“Estamos numa fase muito difícil e não vale a pena supor que o diretor executivo [do SNS, Fernando Araújo] e o ministro [Manuel Pizarro] sozinhos resolvem este problema”, afirmou o médico aos jornalistas, à margem do Global Health Fórum, que decorre hoje e sábado no Centro de Congressos do Estoril.

O médico alertou que não dá para esperar mais e frisou tratar-se de uma matéria que ultrapassa os dois responsáveis, sendo “um problema do Governo”.

“É um problema que convoca o senhor primeiro-ministro, porque a saúde em Portugal não pode existir sem o SNS forte, coeso, dinâmico, robusto, com qualidade e não passa pela cabeça de ninguém que o SNS possa existir sem médicos, sem enfermeiros e farmacêuticos que tenham, dentro das limitações que o país tem, naturalmente, um tratamento digno e uma remuneração adequada”, declarou.

Lembrando que foi titular da pasta da Saúde no início deste ciclo político, Campos Fernandes reconheceu que já então o Governo não resolveu o problema por falta de condições financeiras do Estado e considerou que “os médicos têm razão” nas reivindicações.

No seu entender, deve ser feito um pacto entre as forças políticas, mas realçou a importância neste momento de ser um pacto entre a política e os profissionais.

Para Campos Fernandes, “Fernando Araújo [que foi seu secretário de Estado] é a pessoa certa, mas não pode ser a pessoa certa no tempo errado”.
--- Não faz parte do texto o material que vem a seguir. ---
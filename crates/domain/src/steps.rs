//! Step Sequencer for character creation.
//!
//! The step list is a pure function of the draft and the current pending
//! choices. It is recomputed on every read and never cached.

use std::fmt;

use serde::{Deserialize, Serialize};

use crate::choice::{ChoiceKind, ChoiceSource, PendingChoice};
use crate::compendium::{answered_group_choice, ProficiencyGroup};
use crate::draft::DraftCharacter;

/// Creation steps in spine order.
#[derive(
    Debug, Clone, Copy, PartialEq, Eq, Hash, PartialOrd, Ord, Serialize, Deserialize,
)]
#[serde(rename_all = "snake_case")]
pub enum CreationStep {
    Name,
    Race,
    Subrace,
    Class,
    Abilities,
    Background,
    ProficiencyChoices,
    Feat,
    Equipment,
    Spells,
    Review,
}

impl CreationStep {
    pub fn as_str(&self) -> &'static str {
        match self {
            CreationStep::Name => "name",
            CreationStep::Race => "race",
            CreationStep::Subrace => "subrace",
            CreationStep::Class => "class",
            CreationStep::Abilities => "abilities",
            CreationStep::Background => "background",
            CreationStep::ProficiencyChoices => "proficiency_choices",
            CreationStep::Feat => "feat",
            CreationStep::Equipment => "equipment",
            CreationStep::Spells => "spells",
            CreationStep::Review => "review",
        }
    }

    /// Whether this step resolves pending choices.
    pub fn has_choices(&self) -> bool {
        matches!(
            self,
            CreationStep::ProficiencyChoices
                | CreationStep::Feat
                | CreationStep::Equipment
                | CreationStep::Spells
        )
    }
}

impl fmt::Display for CreationStep {
    fn fmt(&self, f: &mut fmt::Formatter<'_>) -> fmt::Result {
        f.write_str(self.as_str())
    }
}

/// The step a pending choice is resolved on.
///
/// Spell choices only get their own step when the class really casts at
/// this level, and feat choices only when the race grants a bonus feat;
/// otherwise they are listed with the other proficiency choices so they
/// are never unreachable.
pub fn step_for_choice(choice: &PendingChoice, draft: &DraftCharacter) -> CreationStep {
    match choice.kind() {
        ChoiceKind::Equipment => CreationStep::Equipment,
        ChoiceKind::Cantrip | ChoiceKind::Spell if draft.is_caster() => CreationStep::Spells,
        ChoiceKind::Feat if draft.grants_bonus_feat() => CreationStep::Feat,
        _ => CreationStep::ProficiencyChoices,
    }
}

fn reference_groups(draft: &DraftCharacter) -> Vec<(ChoiceSource, i64, &ProficiencyGroup)> {
    let mut groups = Vec::new();
    if let Some(class) = &draft.class {
        groups.extend(
            class
                .proficiency_groups
                .iter()
                .map(|g| (ChoiceSource::Class, class.id.get(), g)),
        );
    }
    if let Some(race) = &draft.race {
        groups.extend(
            race.proficiency_groups
                .iter()
                .map(|g| (ChoiceSource::Race, race.id.get(), g)),
        );
    }
    if let Some(background) = &draft.background {
        groups.extend(
            background
                .proficiency_groups
                .iter()
                .map(|g| (ChoiceSource::Background, background.id.get(), g)),
        );
    }
    groups
}

/// Pending choices resolved on `step`.
///
/// For the proficiency step, groups declared by reference data but absent
/// from the pending list are added as already-answered entries so they can
/// be revisited.
pub fn choices_for_step(
    step: CreationStep,
    draft: &DraftCharacter,
    pending: &[PendingChoice],
) -> Vec<PendingChoice> {
    let mut choices: Vec<PendingChoice> = pending
        .iter()
        .filter(|c| step_for_choice(c, draft) == step)
        .cloned()
        .collect();

    if step == CreationStep::ProficiencyChoices {
        for (source, source_id, group) in reference_groups(draft) {
            let known = pending
                .iter()
                .any(|c| c.source == source && c.group() == group.group);
            if !known {
                choices.push(answered_group_choice(source, source_id, group));
            }
        }
    }
    choices
}

/// The ordered creation steps for the draft as it stands.
pub fn creation_steps(draft: &DraftCharacter, pending: &[PendingChoice]) -> Vec<CreationStep> {
    let mut steps = vec![CreationStep::Name, CreationStep::Race];
    if draft.needs_subrace() {
        steps.push(CreationStep::Subrace);
    }
    steps.extend([
        CreationStep::Class,
        CreationStep::Abilities,
        CreationStep::Background,
    ]);

    let has_proficiency_groups = !reference_groups(draft).is_empty()
        || pending
            .iter()
            .any(|c| step_for_choice(c, draft) == CreationStep::ProficiencyChoices);
    if has_proficiency_groups {
        steps.push(CreationStep::ProficiencyChoices);
    }
    if draft.grants_bonus_feat() {
        steps.push(CreationStep::Feat);
    }
    steps.push(CreationStep::Equipment);
    if draft.is_caster() {
        steps.push(CreationStep::Spells);
    }
    steps.push(CreationStep::Review);
    steps
}

/// Position and neighbours of a step within a computed step list.
#[derive(Debug, Clone, PartialEq, Eq)]
pub struct StepPlan {
    steps: Vec<CreationStep>,
}

impl StepPlan {
    pub fn new(steps: Vec<CreationStep>) -> Self {
        Self { steps }
    }

    pub fn steps(&self) -> &[CreationStep] {
        &self.steps
    }

    pub fn len(&self) -> usize {
        self.steps.len()
    }

    pub fn is_empty(&self) -> bool {
        self.steps.is_empty()
    }

    pub fn contains(&self, step: CreationStep) -> bool {
        self.steps.contains(&step)
    }

    pub fn first(&self) -> CreationStep {
        self.steps.first().copied().unwrap_or(CreationStep::Name)
    }

    pub fn index_of(&self, step: CreationStep) -> Option<usize> {
        self.steps.iter().position(|s| *s == step)
    }

    /// `step` if it is still part of the plan, otherwise the nearest earlier
    /// surviving step.
    pub fn settle(&self, step: CreationStep) -> CreationStep {
        if self.contains(step) {
            return step;
        }
        self.steps
            .iter()
            .rev()
            .find(|s| **s < step)
            .copied()
            .unwrap_or_else(|| self.first())
    }

    pub fn next(&self, step: CreationStep) -> Option<CreationStep> {
        let current = self.settle(step);
        self.index_of(current)
            .and_then(|i| self.steps.get(i + 1))
            .copied()
    }

    pub fn previous(&self, step: CreationStep) -> Option<CreationStep> {
        let current = self.settle(step);
        self.index_of(current)
            .and_then(|i| i.checked_sub(1))
            .and_then(|i| self.steps.get(i))
            .copied()
    }

    /// One-based position and total.
    pub fn progress(&self, step: CreationStep) -> (usize, usize) {
        let index = self.index_of(self.settle(step)).unwrap_or(0);
        (index + 1, self.len())
    }
}

#[cfg(test)]
mod tests {
    use super::*;
    use crate::abilities::Ability;
    use crate::choice::{ChoiceOption, ChoiceType};
    use crate::compendium::{ClassRef, LevelProgression, Modifier, RaceRef, SubraceRef};
    use crate::ids::{ClassId, RaceId, SubraceId};

    fn level_one(cantrips: u8, spells: u8) -> Vec<LevelProgression> {
        vec![LevelProgression {
            level: 1,
            cantrips_known: cantrips,
            spells_known: spells,
            spell_slots: Vec::new(),
        }]
    }

    fn draft_with(race: RaceRef, class: ClassRef) -> DraftCharacter {
        let mut draft = DraftCharacter::new();
        draft.select_race(race);
        draft.select_class(class);
        draft
    }

    fn elf() -> RaceRef {
        RaceRef::new(RaceId::new(3), "Elf").with_subraces(vec![
            SubraceRef::new(SubraceId::new(31), "High Elf"),
            SubraceRef::new(SubraceId::new(32), "Wood Elf"),
        ])
    }

    fn fighter() -> ClassRef {
        ClassRef::new(ClassId::new(5), "Fighter", "fighter").with_progression(level_one(0, 0))
    }

    fn paladin() -> ClassRef {
        ClassRef::new(ClassId::new(7), "Paladin", "paladin")
            .with_spellcasting(Ability::Charisma)
            .with_progression(level_one(0, 0))
    }

    fn wizard() -> ClassRef {
        ClassRef::new(ClassId::new(12), "Wizard", "wizard")
            .with_spellcasting(Ability::Intelligence)
            .with_progression(level_one(3, 6))
    }

    fn cantrip_choice() -> PendingChoice {
        PendingChoice::new(
            "spell|class|12|1|cantrips",
            ChoiceType::Spell,
            ChoiceSource::Class,
            3,
        )
        .with_subtype("cantrip")
    }

    #[test]
    fn empty_draft_has_spine_only() {
        let steps = creation_steps(&DraftCharacter::new(), &[]);
        assert_eq!(
            steps,
            vec![
                CreationStep::Name,
                CreationStep::Race,
                CreationStep::Class,
                CreationStep::Abilities,
                CreationStep::Background,
                CreationStep::Equipment,
                CreationStep::Review,
            ]
        );
    }

    #[test]
    fn subrace_step_follows_race_subraces() {
        let base = draft_with(RaceRef::new(RaceId::new(4), "Elf (base)"), fighter());
        let with_subraces = draft_with(elf(), fighter());

        let base_steps = creation_steps(&base, &[]);
        let subrace_steps = creation_steps(&with_subraces, &[]);
        assert!(!base_steps.contains(&CreationStep::Subrace));
        assert_eq!(subrace_steps[2], CreationStep::Subrace);
        assert_eq!(subrace_steps.len(), base_steps.len() + 1);
    }

    #[test]
    fn half_caster_gets_no_spell_step() {
        let steps = creation_steps(&draft_with(elf(), paladin()), &[]);
        assert!(!steps.contains(&CreationStep::Spells));

        let steps = creation_steps(&draft_with(elf(), wizard()), &[]);
        assert!(steps.contains(&CreationStep::Spells));
    }

    #[test]
    fn bonus_feat_modifier_adds_feat_step() {
        let race = RaceRef::new(RaceId::new(50), "Custom Lineage")
            .with_modifier(Modifier::new("Bonus Feat"));
        let steps = creation_steps(&draft_with(race, fighter()), &[]);
        let feat = steps.iter().position(|s| *s == CreationStep::Feat);
        let equipment = steps.iter().position(|s| *s == CreationStep::Equipment);
        assert!(feat.is_some() && feat < equipment);
    }

    #[test]
    fn answered_reference_groups_still_add_proficiency_step() {
        let class = fighter().with_proficiency_group(ProficiencyGroup::new(
            "skills",
            2,
            vec![ChoiceOption::new("athletics", "Athletics")],
        ));
        let draft = draft_with(elf(), class);
        assert!(creation_steps(&draft, &[]).contains(&CreationStep::ProficiencyChoices));

        let choices = choices_for_step(CreationStep::ProficiencyChoices, &draft, &[]);
        assert_eq!(choices.len(), 1);
        assert!(choices[0].is_satisfied());
    }

    #[test]
    fn pending_group_is_not_duplicated_by_reference_group() {
        let class = fighter().with_proficiency_group(ProficiencyGroup::new("skills", 2, Vec::new()));
        let draft = draft_with(elf(), class);
        let pending = vec![PendingChoice::new(
            "proficiency|class|5|1|skills",
            ChoiceType::Proficiency,
            ChoiceSource::Class,
            2,
        )];
        let choices = choices_for_step(CreationStep::ProficiencyChoices, &draft, &pending);
        assert_eq!(choices.len(), 1);
        assert!(!choices[0].is_satisfied());
    }

    #[test]
    fn spell_choices_fall_back_for_non_casters() {
        let pending = vec![cantrip_choice()];
        let fighter_draft = draft_with(elf(), fighter());
        assert_eq!(
            step_for_choice(&pending[0], &fighter_draft),
            CreationStep::ProficiencyChoices
        );
        assert!(creation_steps(&fighter_draft, &pending).contains(&CreationStep::ProficiencyChoices));

        let wizard_draft = draft_with(elf(), wizard());
        assert_eq!(step_for_choice(&pending[0], &wizard_draft), CreationStep::Spells);
    }

    #[test]
    fn settle_falls_back_to_nearest_earlier_step() {
        let plan = StepPlan::new(creation_steps(&draft_with(elf(), fighter()), &[]));
        assert_eq!(plan.settle(CreationStep::Subrace), CreationStep::Subrace);

        let without = StepPlan::new(creation_steps(
            &draft_with(RaceRef::new(RaceId::new(9), "Dragonborn"), fighter()),
            &[],
        ));
        assert_eq!(without.settle(CreationStep::Subrace), CreationStep::Race);
        assert_eq!(without.next(CreationStep::Subrace), Some(CreationStep::Class));
    }

    #[test]
    fn progress_and_neighbours() {
        let plan = StepPlan::new(creation_steps(&DraftCharacter::new(), &[]));
        assert_eq!(plan.progress(CreationStep::Name), (1, 7));
        assert_eq!(plan.previous(CreationStep::Name), None);
        assert_eq!(plan.next(CreationStep::Review), None);
        assert_eq!(plan.previous(CreationStep::Review), Some(CreationStep::Equipment));
    }
}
“Seria dramático para Portugal e para os portugueses que o professor Fernando Araújo visse a sua determinação, a sua vontade destruídas apenas e só porque a política, no sentido mais macro do termo, não compreende a realidade”, alertou.

Questionado se “é o tempo errado de Manuel Pizarro”, o antigo ministro afirmou que, tal como ele, Pizarro “é um ministro médico”.

“Eu sou médico, a diferença entre nós é que ele é profundamente político, tem uma carreira política, e nós até pensámos todos que isso ajudaria naquilo que é a persuasão dos colegas e até do próprio líder do Governo, mas a questão aqui não tem que ver com as qualificações”, frisou.

Para Campos Fernandes, “Manuel Pizarro corre o risco de ser vítima de todo este processo, porque ele, como médico, sabe o que os médicos têm sentido”.

“Existe hoje uma insatisfação que se está a expressar até de uma forma inorgânica que pode pôr em risco sério a prestação de cuidados de saúde, a resposta urgente às populações, e este é um assunto demasiado sério para que a política não olhe para ele ou que o empurre com a barriga para a frente. Há responsabilidades (…) que têm que ser assumidas na sua plenitude”, defendeu.

Questionado sobre os números avançados no evento por Manuel Pizarro de que o SNS tem hoje um número recorde de 150 mil profissionais e um orçamento acima dos 14.000 milhões de euros, Campos Fernandes notou que “é verdade, mas é ilusório”.

“Passou-se de um orçamento de 9.000 milhões de euros para 15.000 milhões sem ter aumentado profissionais e com consequências que hoje estamos a conhecer de restrições no acesso, aumento dos casos graves de doença oncológica e das doenças cardiovasculares”, afirmou.

E pediu “humildade democrática” para se fazer uma avaliação deste investimento: “Podemos continuar a dizer que nunca tivemos tanto investimento e tantos recursos humanos, mas podemos correr o risco de, ao dizer isso, na semana que vem não termos urgências cirúrgicas a funcionar no país”.